Module Six: The Plot – Planning

Module Six: The Plot – Planning

In Module 5, you made decisions concerning the characters, their aims and emotions. This lesson will assist you in constructing the basic structure of your novel.


A Suggested Formula (II)

The following sections can be organised into any number of chapters. (Aim for about 20 chapters in all – you may expand or contract as you write; thus, 6 or 7 chapters to a section.)


Introduce time scales. Perhaps the date (or time) could be noted at the end of each chapter. Keep the passage of time reasonably consistent. Do not allow one third of the novel to occupy a week and the rest, ten years. Unless writing a ‘flash back’, do not make an enormous jump in time within one chapter.




An introduction to the main character(s) or group, their aims and ambitions: only one, or at the most two, main character(s) should be introduced during the first two chapters. If this is not possible, if for example a group acts simultaneously, briefly outline the characters and devote more chapters to their description. Use dialogue/incident to achieve this.


Section A should consist of the following and in this order:

  1. The relating of a conflict situation by whatever means (e.g. argument, surprise happening, tragic circumstance, mystery), stimulating the predominant emotion(s) in the reader and directly relevant to the plot.
  2. A struggle by the main character/group to overcome a specific situation. In addition, the introduction of other major or minor characters.
  3. Drastic failure of proposed plan, possibly leaving the main character/group in a less advantageous position than before.
  4. A tenuous thread of hope or unanswered questions which entice the reader to continue.


At the end of section A, the reader must possess:

  1. A deep sympathy for the main character/group
  2. A clear perception of the problems surrounding the above
  3. Be emotionally stirred according to the author’s purpose.


Q.1 Write a brief outline of your six or seven chapters in Section A, noting the time or date when the events took place.



Must contain:

  1. Further background information regarding the characters and their ambitions.
  2. Opposing characters/circumstances fully outlined. (They may have been alluded to in Section A but not fully explored.) These could be treated sympathetically, consequently challenging the readers’ emotions and provoking thought. A counter plot from the opposition could be included.
  3. Other situations/characters who will have an ultimate bearing on the main character(s) and plot. These could be related in entirely differing circumstances.
  4. Struggles and sub-plots on the part of the main character/group which threaten the success of the proposed plan. Other emotions can be introduced here, e.g. a romance within a war narrative can be quite effective. If a group is used, conflict between members of the group can be helpful.
  5. Ending with a note of despair, main character/group experience stalemate; however, to entice the reader to read on, it should contain the hope of success or decision to try again.

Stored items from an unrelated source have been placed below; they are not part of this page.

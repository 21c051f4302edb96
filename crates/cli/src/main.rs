#![deny(warnings)]

use anyhow::Context;
use clap::{Parser, Subcommand};
use emotion_prosody_core::config::{
    resolve_fusion_weights, resolve_optional_string, EmotionConfig, Env, StdEnv,
    ANALYSIS_SAMPLE_RATE, ENV_CONFIG_PATH,
};
use emotion_prosody_core::decode::{
    chunk_samples, encode_wav_i16, load_audio_bytes, normalize_peak, DEFAULT_CHUNK_MS, DEFAULT_PEAK,
};
use emotion_prosody_core::emotion::{EmotionAnalysis, EmotionLabel, EmotionService};
use emotion_prosody_core::prosody::apply_prosody;
use emotion_prosody_core::tts::{ProsodyTtsClient, ToneTtsClient, TtsClient, TtsRequest};
use std::path::{Path, PathBuf};
use tracing_subscriber::EnvFilter;

#[derive(Parser, Debug)]
#[command(name = "emotion-prosody")]
#[command(about = "Speech emotion classification and emotion-driven prosody transforms")]
struct Args {
    #[command(subcommand)]
    command: Command,

    /// JSON config file (falls back to $EMOTION_CONFIG, then built-in defaults)
    #[arg(long, global = true)]
    config: Option<String>,

    #[arg(long, global = true)]
    audio_weight: Option<f32>,

    #[arg(long, global = true)]
    text_weight: Option<f32>,

    #[arg(long, global = true, default_value = "info")]
    log_level: String,
}

#[derive(Subcommand, Debug)]
enum Command {
    /// Classify an utterance and print the full report as JSON
    Analyze {
        #[arg(long)]
        input: PathBuf,

        /// Transcript of the utterance
        #[arg(long)]
        text: Option<String>,

        #[arg(long)]
        pretty: bool,

        /// Emit one report per fixed-duration chunk, one JSON object per line
        #[arg(long, conflicts_with_all = ["text", "pretty"])]
        stream: bool,

        #[arg(
            long,
            default_value_t = DEFAULT_CHUNK_MS,
            value_parser = clap::value_parser!(u32).range(1..)
        )]
        chunk_ms: u32,
    },

    /// Print the prosody plan for a label and intensity
    Plan {
        #[arg(long)]
        label: EmotionLabel,

        #[arg(long)]
        intensity: f32,
    },

    /// Apply emotional prosody to a recording; without --label the recording's own
    /// classified emotion is used
    Transform {
        #[arg(long)]
        input: PathBuf,

        #[arg(long)]
        output: PathBuf,

        #[arg(long)]
        label: Option<EmotionLabel>,

        #[arg(long)]
        intensity: Option<f32>,

        #[arg(long)]
        text: Option<String>,

        /// Scale the result to a 0.95 peak before writing
        #[arg(long)]
        normalize: bool,
    },

    /// Render text with the placeholder tone voice, colored by an emotion
    Speak {
        #[arg(long)]
        text: String,

        #[arg(long)]
        label: EmotionLabel,

        #[arg(long, default_value_t = 1.0)]
        intensity: f32,

        #[arg(long)]
        output: PathBuf,
    },
}

#[tokio::main]
async fn main() -> anyhow::Result<()> {
    let args = Args::parse();
    init_tracing(&args.log_level)?;

    let env = StdEnv;
    let cfg = build_config(&args, &env)?;

    tracing::info!(
        audio_weight = cfg.fusion.audio,
        text_weight = cfg.fusion.text,
        mfcc = cfg.analysis.compute_mfcc,
        "config loaded"
    );

    run(args.command, cfg).await
}

async fn run(command: Command, cfg: EmotionConfig) -> anyhow::Result<()> {
    match command {
        Command::Analyze {
            input,
            text,
            pretty,
            stream,
            chunk_ms,
        } => {
            let service = EmotionService::new(&cfg)?;
            let audio = read_audio(&input).await?;
            if stream {
                for analysis in analyze_chunks(&service, &audio, chunk_ms) {
                    println!("{}", serde_json::to_string(&analysis)?);
                }
                return Ok(());
            }
            let analysis = service.analyze(&audio, text.as_deref());
            tracing::info!(
                label = %analysis.result.label,
                intensity = analysis.result.intensity,
                latency_ms = analysis.latency_ms,
                "analysis complete"
            );
            let json = if pretty {
                serde_json::to_string_pretty(&analysis)?
            } else {
                serde_json::to_string(&analysis)?
            };
            println!("{json}");
        }

        Command::Plan { label, intensity } => {
            let plan = cfg.prosody.plan(label, intensity);
            println!("{}", serde_json::to_string(&plan)?);
        }

        Command::Transform {
            input,
            output,
            label,
            intensity,
            text,
            normalize,
        } => {
            let audio = read_audio(&input).await?;
            let (label, intensity) = match (label, intensity) {
                (Some(label), Some(intensity)) => (label, intensity),
                (Some(label), None) => (label, 1.0),
                (None, explicit) => {
                    let service = EmotionService::new(&cfg)?;
                    let result = service.classify(&audio, text.as_deref());
                    tracing::info!(
                        label = %result.label,
                        intensity = result.intensity,
                        "using classified emotion"
                    );
                    (result.label, explicit.unwrap_or(result.intensity))
                }
            };
            let plan = cfg.prosody.plan(label, intensity);
            let mut shaped = apply_prosody(&audio, &plan)
                .with_context(|| format!("failed to apply prosody for {label}"))?;
            if normalize {
                shaped = normalize_peak(&shaped, DEFAULT_PEAK);
            }
            write_wav(&output, &shaped, ANALYSIS_SAMPLE_RATE).await?;
            tracing::info!(
                label = %label,
                rate = plan.rate_factor,
                pitch = plan.pitch_shift_semitones,
                energy = plan.energy_factor,
                samples_in = audio.len(),
                samples_out = shaped.len(),
                output = %output.display(),
                "transform written"
            );
        }

        Command::Speak {
            text,
            label,
            intensity,
            output,
        } => {
            let tts = ProsodyTtsClient::with_table(ToneTtsClient::new(), cfg.prosody.clone());
            let audio = tts
                .synthesize(TtsRequest::new(text).with_emotion(label, intensity))
                .await
                .context("synthesis failed")?;
            let wav = audio.to_wav()?;
            tokio::fs::write(&output, wav)
                .await
                .with_context(|| format!("failed to write {}", output.display()))?;
            tracing::info!(
                label = %label,
                duration_ms = audio.duration().as_millis() as u64,
                output = %output.display(),
                "speech written"
            );
        }
    }
    Ok(())
}

/// Audio-only reports over consecutive chunks; the last chunk may be short.
fn analyze_chunks(service: &EmotionService, audio: &[f32], chunk_ms: u32) -> Vec<EmotionAnalysis> {
    chunk_samples(audio, ANALYSIS_SAMPLE_RATE, chunk_ms)
        .map(|chunk| service.analyze(chunk, None))
        .collect()
}

async fn read_audio(path: &Path) -> anyhow::Result<Vec<f32>> {
    let bytes = tokio::fs::read(path)
        .await
        .with_context(|| format!("failed to read {}", path.display()))?;
    load_audio_bytes(bytes, ANALYSIS_SAMPLE_RATE)
        .with_context(|| format!("failed to decode {}", path.display()))
}

async fn write_wav(path: &Path, samples: &[f32], sample_rate: u32) -> anyhow::Result<()> {
    let wav = encode_wav_i16(samples, sample_rate)?;
    tokio::fs::write(path, wav)
        .await
        .with_context(|| format!("failed to write {}", path.display()))
}

fn init_tracing(level: &str) -> anyhow::Result<()> {
    let filter = EnvFilter::builder()
        .with_default_directive(
            level
                .parse()
                .with_context(|| format!("invalid --log-level: {level}"))?,
        )
        .from_env_lossy();

    tracing_subscriber::fmt()
        .with_env_filter(filter)
        .with_writer(std::io::stderr)
        .init();
    Ok(())
}

fn build_config(args: &Args, env: &impl Env) -> anyhow::Result<EmotionConfig> {
    let mut cfg = match resolve_optional_string(args.config.clone(), ENV_CONFIG_PATH, env) {
        Some(path) => EmotionConfig::load(Path::new(&path))?,
        None => EmotionConfig::default(),
    };
    cfg.fusion = resolve_fusion_weights(args.audio_weight, args.text_weight, env, cfg.fusion)?;
    cfg.validate()?;
    Ok(cfg)
}

#[cfg(test)]
mod tests {
    use super::*;
    use emotion_prosody_core::config::{MapEnv, ENV_TEXT_WEIGHT};

    #[test]
    fn parses_subcommands_with_global_flags() {
        let args = Args::try_parse_from([
            "emotion-prosody",
            "plan",
            "--label",
            "sad",
            "--intensity",
            "0.5",
            "--audio-weight",
            "0.7",
        ])
        .unwrap();
        assert_eq!(args.audio_weight, Some(0.7));
        assert!(matches!(
            args.command,
            Command::Plan {
                label: EmotionLabel::Sad,
                ..
            }
        ));
    }

    #[test]
    fn unknown_label_is_a_usage_error() {
        assert!(Args::try_parse_from([
            "emotion-prosody",
            "plan",
            "--label",
            "bored",
            "--intensity",
            "1"
        ])
        .is_err());
    }

    #[test]
    fn cli_weight_overrides_env_and_complements() {
        let args = Args::try_parse_from([
            "emotion-prosody",
            "--text-weight",
            "0.25",
            "plan",
            "--label",
            "calm",
            "--intensity",
            "1",
        ])
        .unwrap();
        let env = MapEnv::default().with_var(ENV_TEXT_WEIGHT, "0.9");
        let cfg = build_config(&args, &env).unwrap();
        assert_eq!(cfg.fusion.text, 0.25);
        assert_eq!(cfg.fusion.audio, 0.75);
    }

    #[test]
    fn stream_defaults_to_quarter_second_chunks() {
        let args =
            Args::try_parse_from(["emotion-prosody", "analyze", "--input", "a.wav", "--stream"])
                .unwrap();
        assert!(matches!(
            args.command,
            Command::Analyze {
                stream: true,
                chunk_ms: 250,
                ..
            }
        ));
        assert!(Args::try_parse_from([
            "emotion-prosody",
            "analyze",
            "--input",
            "a.wav",
            "--stream",
            "--text",
            "hi"
        ])
        .is_err());
        assert!(Args::try_parse_from([
            "emotion-prosody",
            "analyze",
            "--input",
            "a.wav",
            "--chunk-ms",
            "0"
        ])
        .is_err());
    }

    #[test]
    fn chunked_analysis_covers_the_recording() {
        let service = EmotionService::new(&EmotionConfig::default()).unwrap();
        // 1.1 s: four full 250 ms chunks plus a 100 ms tail shorter than one frame
        let audio = vec![0.0f32; 17_600];
        let reports = analyze_chunks(&service, &audio, DEFAULT_CHUNK_MS);
        assert_eq!(reports.len(), 5);
        for report in &reports {
            assert_eq!(report.result.label, EmotionLabel::Neutral);
            assert!(report.branches.text.is_none());
        }
    }

    #[test]
    fn transform_accepts_normalize_without_label() {
        let args = Args::try_parse_from([
            "emotion-prosody",
            "transform",
            "--input",
            "in.wav",
            "--output",
            "out.wav",
            "--normalize",
        ])
        .unwrap();
        assert!(matches!(
            args.command,
            Command::Transform {
                label: None,
                normalize: true,
                ..
            }
        ));
    }

    #[test]
    fn missing_config_file_fails_fast() {
        let args = Args::try_parse_from([
            "emotion-prosody",
            "plan",
            "--label",
            "calm",
            "--intensity",
            "1",
        ])
        .unwrap();
        let env = MapEnv::default().with_var(ENV_CONFIG_PATH, "/nonexistent/emotion.json");
        assert!(build_config(&args, &env).is_err());
    }
}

At the end of Section B, the reader must be aware of:

  1. All the factors which have a bearing on the plot
  2. Strengths and weakness of main character/group and Opposition
  3. Speculations as to the possible outcome; the final solution may be contained in this Section but never obvious.


Q.2 Start by writing a list of plots and sub-plots which could occupy this section. Decide which to develop. Then write a brief outline of the six or seven chapters.



This section should commence on a high note. However, it should not be a conclusion to the basic dilemma. It should be unfinished with loose ends still to resolve.


  1. A plan is conceived which almost succeeds but not quite. However, main character/group is moved into an advantageous position.
  2. Slight drawback experienced.
  3. Plans for final victory.
  4. Execution of plans.
  5. – This need not be perfectly happy. However, if the main character/group does not attain to their ambition, they must experience some benefits. They may have saved a loved one or left a legacy for others to enjoy or learned valuable lessons. There are a multitude of benefits that could be gained if you wish your book to end unhappily for the main character. Whatever you do, never write a tragedy unless it contains basic lessons about life which the reader can benefit from.


Q.3 Write a chapter plan, making notes of the major events of each chapter.


  • You may change the above plan later as you begin to write but ensure the essentials are always included.
  • The ebb and flow of the novel (i.e. success, alternating with set-backs) keeps the reader intrigued and prevents the novel from becoming boring.